EXERCISE DIRECTIONS
Provide again, from the entries below, every line from the one containing "pub mod config;" through the one containing "pub use grammar::*;", exactly as written, and no other line.

SUPPLIED RECORDS
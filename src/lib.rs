//! # lsystem-turtle
//!
//! Expands Lindenmayer-System grammars and draws them with a turtle.
//!
//! The pipeline is one-way: an axiom and its rules go through [`expand`], the
//! expanded sequence goes through a [`TurtleInterpreter`] which drives any
//! [`DrawingSurface`], and the instructions it performed come back as a trace that
//! [`ReplayScript`] turns into a standalone Python `turtle` program.
//!
//! ```
//! use lsystem_turtle::{expand, RecordingSurface, TurtleConfig, TurtleInterpreter};
//!
//! let sequence = expand("a", &["a=a+a"], 1).unwrap();
//! let interpreter = TurtleInterpreter::new(TurtleConfig::default());
//! let mut surface = RecordingSurface::new();
//! let run = interpreter.interpret(&sequence, &mut surface).unwrap();
//! assert_eq!(run.trace, "pd();fd(10)\nright(90)\npd();fd(10)\n");
//! ```

pub mod canvas;
pub mod color;
pub mod config;
pub mod error;
pub mod grammar;
pub mod interpreter;
pub mod script;
pub mod surface;
pub mod turtle;

pub use canvas::*;
pub use color::*;
pub use config::{LSystemConfig, RawConfig};
pub use error::LSystemError;
pub use grammar::*;
pub use interpreter::*;
pub use script::*;
pub use surface::*;
pub use turtle::*;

ANSWER FOR THIS EXERCISE
pub mod config;
pub mod error;
pub mod grammar;
pub mod interpreter;
pub mod script;
pub mod surface;
pub mod turtle;

pub use canvas::*;
pub use color::*;
pub use config::{LSystemConfig, RawConfig};
pub use error::LSystemError;
pub use grammar::*;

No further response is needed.